An alternative to using Fisher’s transformation for one-sample correlation testing is to use resampling techniques, bootstrapping and randomization, as described in Resampling Procedures and Resampling Data Analysis Tool.

**Example 1**: Repeat Example 5 of One-sample Correlation Hypothesis Testing using bootstrapping. In particular, find the 95% confidence interval for the correlation coefficient of the correlation between Sample 1 and Sample 2 shown in range A4:B11 of Figure 1.

The correlation coefficient for the sample data is CORREL(A5:A11,B5;B11) = .97292 (cell B13). Range A15:B18 shows the results of the analysis using the Fisher transformation.
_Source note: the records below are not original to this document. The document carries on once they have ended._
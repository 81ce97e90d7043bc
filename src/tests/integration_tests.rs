//! Cross-module scenarios exercising the engine end to end.

use crate::ability::Ability;
use crate::card::CardBuilder;
use crate::decision::{AutoDecisionMaker, LegalAction, PendingDecision};
use crate::effect::{Effect, InstructionTag, ValueExpr};
use crate::engine::{Engine, Submission};
use crate::error::EngineError;
use crate::event::EventKind;
use crate::executor::{ExecutionContext, execute_effect};
use crate::game_actions::{GsaOutcome, run_game_state_actions};
use crate::game_state::{GameOutcome, GameState};
use crate::ids::{CardId, ObjectId, PlayerId};
use crate::precedence::{Directive, GovernedAction};
use crate::stack::SourceHandle;
use crate::target::{TargetSpec, Who};
use crate::trigger::{TriggerCondition, TriggerQueue};
use crate::types::{CardType, Subtype};
use crate::zone::Zone;

fn two_player_game() -> GameState {
    GameState::new(vec!["Alice".to_string(), "Bob".to_string()], 20)
}

fn started_engine() -> (Engine, PlayerId, PlayerId) {
    let mut engine = Engine::new(two_player_game());
    let mut dm = AutoDecisionMaker;
    engine.start(&mut dm).unwrap();
    (engine, PlayerId::from_index(0), PlayerId::from_index(1))
}

fn attack_card(game: &mut GameState, owner: PlayerId, cost: i32, power: i32) -> ObjectId {
    let def = CardBuilder::new(CardId::new(), "Strike")
        .card_types(vec![CardType::Action])
        .subtypes(vec![Subtype::Attack])
        .cost(cost)
        .power(power)
        .defense(2)
        .pitch(1)
        .build();
    game.create_object_from_definition(&def, owner, Zone::Hand)
}

fn defense_card(game: &mut GameState, owner: PlayerId, defense: i32) -> ObjectId {
    let def = CardBuilder::new(CardId::new(), "Guard")
        .card_types(vec![CardType::DefenseReaction])
        .cost(0)
        .defense(defense)
        .pitch(1)
        .build();
    game.create_object_from_definition(&def, owner, Zone::Hand)
}

// Scenario A: a hero at 15 life takes 20 damage; life clamps to zero, and
// at the next priority-state transition hero death resolves before generic
// zero-life clearing.
#[test]
fn scenario_a_hero_death_before_object_clearing() {
    let mut game = two_player_game();
    let mut queue = TriggerQueue::new();
    let mut dm = AutoDecisionMaker;
    let p0 = PlayerId::from_index(0);
    let p1 = PlayerId::from_index(1);

    let hero = game.hero_of(p1).unwrap().id;
    game.adjust_life(hero, -5); // hero at 15

    // A zero-life ally shares the moment.
    let ally_def = CardBuilder::new(CardId::new(), "Ally")
        .card_types(vec![CardType::Token])
        .life(1)
        .build();
    let ally = game.create_object_from_definition(&ally_def, p1, Zone::Arena);
    game.adjust_life(ally, -1);

    let source = SourceHandle::of(game.hero_of(p0).unwrap());
    let ctx = ExecutionContext::new(source, p0);
    execute_effect(
        &mut game,
        &mut queue,
        &mut dm,
        &ctx,
        &Effect::DealDamage {
            target: TargetSpec::OpponentHero,
            amount: ValueExpr::fixed(20),
        },
    )
    .unwrap();

    assert_eq!(game.hero_life(p1), Some(0), "life clamps to zero");

    let outcome = run_game_state_actions(&mut game, &mut queue, &mut dm);
    assert_eq!(
        outcome,
        GsaOutcome::GameOver(GameOutcome::Win {
            winner: p0,
            loser: p1
        }),
        "controller loses at step one"
    );
    assert!(
        game.object_exists(ally),
        "step one ended the game before step two cleared the ally"
    );
}

// Scenario B: "draw 3" with one card left in deck: one individual draw
// occurs, two do not; a per-draw trigger fires at most once per card
// actually drawn; a compound-keyed trigger fires exactly once.
#[test]
fn scenario_b_draw_three_with_one_card_left() {
    let mut game = two_player_game();
    let mut queue = TriggerQueue::new();
    let mut dm = AutoDecisionMaker;
    let p0 = PlayerId::from_index(0);

    let filler = CardBuilder::new(CardId::new(), "Filler")
        .card_types(vec![CardType::Action])
        .build();
    game.create_object_from_definition(&filler, p0, Zone::Deck);

    // One watcher per trigger style.
    let per_draw = CardBuilder::new(CardId::new(), "Draw Watcher")
        .card_types(vec![CardType::Token])
        .ability(Ability::triggered(
            TriggerCondition::OnEvent(EventKind::Draw),
            vec![Effect::GainLife {
                who: Who::You,
                amount: ValueExpr::fixed(1),
            }],
        ))
        .build();
    game.create_object_from_definition(&per_draw, p0, Zone::Arena);
    let per_compound = CardBuilder::new(CardId::new(), "Instruction Watcher")
        .card_types(vec![CardType::Token])
        .ability(Ability::triggered(
            TriggerCondition::OnCompound(InstructionTag::Draw),
            vec![Effect::GainLife {
                who: Who::You,
                amount: ValueExpr::fixed(1),
            }],
        ))
        .build();
    game.create_object_from_definition(&per_compound, p0, Zone::Arena);

    let source = SourceHandle::of(game.hero_of(p0).unwrap());
    let ctx = ExecutionContext::new(source, p0);
    let record = execute_effect(
        &mut game,
        &mut queue,
        &mut dm,
        &ctx,
        &Effect::Draw {
            who: Who::You,
            count: ValueExpr::fixed(3),
        },
    )
    .unwrap()
    .unwrap();

    let singles = record.singles();
    assert_eq!(singles.len(), 3);
    assert_eq!(
        singles.iter().filter(|s| s.occurred).count(),
        1,
        "one draw occurred, two did not"
    );
    assert_eq!(
        queue.len(),
        2,
        "one per-draw firing plus exactly one compound firing"
    );
}

// Scenario C: two defenders declared, then the attack gains "cannot be
// defended by more than one card": both originals remain declared.
#[test]
fn scenario_c_no_retroactive_defender_removal() {
    let (mut engine, p0, p1) = started_engine();
    let mut dm = AutoDecisionMaker;

    let attack = attack_card(engine.state_mut_for_tests(), p0, 0, 6);
    let guard_a = defense_card(engine.state_mut_for_tests(), p1, 3);
    let guard_b = defense_card(engine.state_mut_for_tests(), p1, 3);

    engine
        .submit(
            p0,
            LegalAction::PlayCard {
                card: attack,
                from_zone: Zone::Hand,
                targets: vec![],
                pitch: vec![],
            },
            &mut dm,
        )
        .unwrap();
    engine.submit(p0, LegalAction::Pass, &mut dm).unwrap();
    let result = engine.submit(p1, LegalAction::Pass, &mut dm).unwrap();
    assert!(matches!(
        result,
        Submission::Suspended(PendingDecision::DeclareDefenders { .. })
    ));

    engine
        .submit(
            p1,
            LegalAction::DeclareDefenders {
                defenders: vec![guard_a, guard_b],
            },
            &mut dm,
        )
        .unwrap();

    // The restriction arrives after declaration.
    engine.state_mut_for_tests().precedence.register(
        Directive::restriction(GovernedAction::DeclareDefender).defender_limit(attack, 1),
    );

    let link = engine.state().combat.links().last().unwrap();
    assert_eq!(
        link.defenders,
        vec![guard_a, guard_b],
        "both original defenders remain declared"
    );
    // Damage already used both: 6 power - 6 defense = 0.
    assert_eq!(engine.state().hero_life(p1), Some(20));
}

// Scenario D: a restriction and an allowance on the same play are both
// active: the restriction wins and the play is prevented.
#[test]
fn scenario_d_restriction_beats_allowance() {
    let (mut engine, p0, _p1) = started_engine();
    let mut dm = AutoDecisionMaker;

    let def = CardBuilder::new(CardId::new(), "Lost Relic")
        .card_types(vec![CardType::Action])
        .cost(0)
        .pitch(1)
        .build();
    let card = engine
        .state_mut_for_tests()
        .create_object_from_definition(&def, p0, Zone::Banished);

    engine.state_mut_for_tests().precedence.register(
        Directive::allowance(GovernedAction::PlayCard)
            .for_player(p0)
            .from_zone(Zone::Banished),
    );
    engine.state_mut_for_tests().precedence.register(
        Directive::restriction(GovernedAction::PlayCard)
            .for_player(p0)
            .from_zone(Zone::Banished),
    );

    let err = engine
        .submit(
            p0,
            LegalAction::PlayCard {
                card,
                from_zone: Zone::Banished,
                targets: vec![],
                pitch: vec![],
            },
            &mut dm,
        )
        .unwrap_err();
    assert!(matches!(err, EngineError::IllegalAction(_)));
    assert_eq!(
        engine.state().object(card).unwrap().zone,
        Zone::Banished,
        "nothing moved"
    );
}

// The allowance alone overrides the base game rule.
#[test]
fn allowance_alone_permits_banished_play() {
    let (mut engine, p0, _p1) = started_engine();
    let mut dm = AutoDecisionMaker;

    let def = CardBuilder::new(CardId::new(), "Lost Relic")
        .card_types(vec![CardType::Action])
        .cost(0)
        .pitch(1)
        .build();
    let card = engine
        .state_mut_for_tests()
        .create_object_from_definition(&def, p0, Zone::Banished);
    engine.state_mut_for_tests().precedence.register(
        Directive::allowance(GovernedAction::PlayCard)
            .for_player(p0)
            .from_zone(Zone::Banished),
    );

    let result = engine
        .submit(
            p0,
            LegalAction::PlayCard {
                card,
                from_zone: Zone::Banished,
                targets: vec![],
                pitch: vec![],
            },
            &mut dm,
        )
        .unwrap();
    assert_eq!(result, Submission::Completed);
    assert_eq!(engine.state().stack.len(), 1);
}

// Scenario E: paying cost 2 by pitching a card worth 3 succeeds, leaves one
// unspent point, and forces no further pitching.
#[test]
fn scenario_e_pitch_surplus_stays() {
    let (mut engine, p0, _p1) = started_engine();
    let mut dm = AutoDecisionMaker;

    let attack = attack_card(engine.state_mut_for_tests(), p0, 2, 4);
    let worth_three = {
        let def = CardBuilder::new(CardId::new(), "Gem")
            .card_types(vec![CardType::Action])
            .cost(0)
            .pitch(3)
            .build();
        engine
            .state_mut_for_tests()
            .create_object_from_definition(&def, p0, Zone::Hand)
    };
    let spare = defense_card(engine.state_mut_for_tests(), p0, 2);

    let result = engine
        .submit(
            p0,
            LegalAction::PlayCard {
                card: attack,
                from_zone: Zone::Hand,
                targets: vec![],
                pitch: vec![worth_three, spare],
            },
            &mut dm,
        )
        .unwrap();
    assert_eq!(result, Submission::Completed);

    let state = engine.state();
    assert_eq!(state.ledger.pool(p0).resource, 1, "one unspent point");
    assert_eq!(state.object(worth_three).unwrap().zone, Zone::Pitch);
    assert_eq!(
        state.object(spare).unwrap().zone,
        Zone::Hand,
        "no forced further pitching"
    );
}

// LKI round-trip: the captured snapshot is immune to later modification.
#[test]
fn lki_round_trip_is_frozen() {
    let mut game = two_player_game();
    let p0 = PlayerId::from_index(0);

    let def = CardBuilder::new(CardId::new(), "Stalwart")
        .card_types(vec![CardType::Token])
        .power(3)
        .life(2)
        .build();
    let id = game.create_object_from_definition(&def, p0, Zone::Arena);
    game.cease_to_exist(id);

    let before = game.lki(id).unwrap().power();
    assert_eq!(before, Some(3));

    // Later attempts to touch the dead object change nothing.
    game.adjust_life(id, -5);
    assert!(game.object(id).is_none());
    assert_eq!(game.lki(id).unwrap().power(), Some(3));
    assert_eq!(game.lki(id).unwrap().value(crate::property::PropertyKind::Life), Some(2));
}

// A triggered layer resolves from its source's last known information even
// after the source is gone.
#[test]
fn triggered_layer_outlives_its_source() {
    let mut game = two_player_game();
    let mut queue = TriggerQueue::new();
    let mut dm = AutoDecisionMaker;
    let p0 = PlayerId::from_index(0);
    let p1 = PlayerId::from_index(1);

    let def = CardBuilder::new(CardId::new(), "Vengeful Idol")
        .card_types(vec![CardType::Token])
        .power(2)
        .ability(Ability::triggered(
            TriggerCondition::OnEvent(EventKind::LifeGain),
            vec![Effect::DealDamage {
                target: TargetSpec::OpponentHero,
                amount: ValueExpr::SourceProperty(crate::property::PropertyKind::Power),
            }],
        ))
        .build();
    let idol = game.create_object_from_definition(&def, p0, Zone::Arena);

    let source = SourceHandle::of(game.hero_of(p0).unwrap());
    let ctx = ExecutionContext::new(source, p0);
    execute_effect(
        &mut game,
        &mut queue,
        &mut dm,
        &ctx,
        &Effect::GainLife {
            who: Who::You,
            amount: ValueExpr::fixed(1),
        },
    )
    .unwrap();
    assert_eq!(queue.len(), 1);

    // The idol dies before its trigger resolves.
    let pending = queue.drain().into_iter().next().unwrap();
    game.cease_to_exist(idol);

    let layer = crate::stack::Layer::triggered_layer(pending);
    let ctx = ExecutionContext::new(layer.source.clone(), layer.controller);
    for effect in &layer.effects {
        execute_effect(&mut game, &mut queue, &mut dm, &ctx, effect).unwrap();
    }
    assert_eq!(
        game.hero_life(p1),
        Some(18),
        "damage equal to the idol's last known power"
    );
}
We now explain the rest of Figure 1.

**Figure 1 – Bootstrapping of the correlation coefficient**

We start by generating 2,000 random sample pairs based on pairs from the original sample and then calculate the correlation coefficient of each of these pairs. Since the original sample consists of 7 pairs, each bootstrap sample should consist of 7 pairs. Since we want to make sure that pairs from the original sample stay together (e.g. if 34 is included in a bootstrap sample then it should be paired with 46 from Sample 1 and not 78 or some other value in Sample 2), we randomly generate 7 numbers between 1 and 7 with replacement and use these values as indices to the two original samples.

Figure 1 shows the first 20 of the 2,000 random bootstrap samples. The first pair of bootstrap samples is shown in ranges M5:S5 and U5:AA5 of Figure 1. The 7 random numbers used to generate this pair is shown in range E5:K5. Each of the cells in this range contain the formula =RANDBETWEEN(1, 7). Cell M5 contains the formula =INDEX($A$5:$A$11,E5) and cell U5 contains the formula =INDEX($B$5:$B$11,E5).

In fact once the formulas in cells E5, M5 and U5 are inserted, all the others can be generated by (1) highlighting range E5:K2004 and pressing** Ctrl-R** and then** Ctrl-D**, (2) highlighting range M5:S2004 and pressing **Ctrl-R** and then **Ctrl-D** and (3) highlighting range U5:AA2004 and pressing **Ctrl-R** and then **Ctrl-D**.

Next we need to calculate the values of the correlation coefficient for each bootstrap sample pair. This can be done by inserting the formula =CORREL(M5:S5,U5:AA5) in cell AC5, highlighting the range AC5:AC2004 and pressing **Ctrl-R** and **Ctrl-D**. The result is 2,000 correlation coefficients in range AC5:AC2004. We can now create a frequency table and histogram of these values, as shown in Figure 2.

**Figure 2 – Frequency table and histogram**

We observe that the bootstrap correlations are not normally distributed. We also observe that the total number of samples (cell AG32) doesn’t come out to 2,000 as expected. This is because one of the pairs of bootstrapped samples has zero standard deviation (since all the sample values are the same) and so the correlation coefficient is undefined.

Since there are 2,000 iterations and α = .05, the lower end of the confidence interval is the 2,000 · .025 = 50^{th} smallest of the bootstrapped correlation coefficients, while the upper end of the confidence interval is the 50^{th} largest of the bootstrapped correlation coefficients. The resulting confidence interval (.894, .999) can be calculated in Excel as shown in Figure 3.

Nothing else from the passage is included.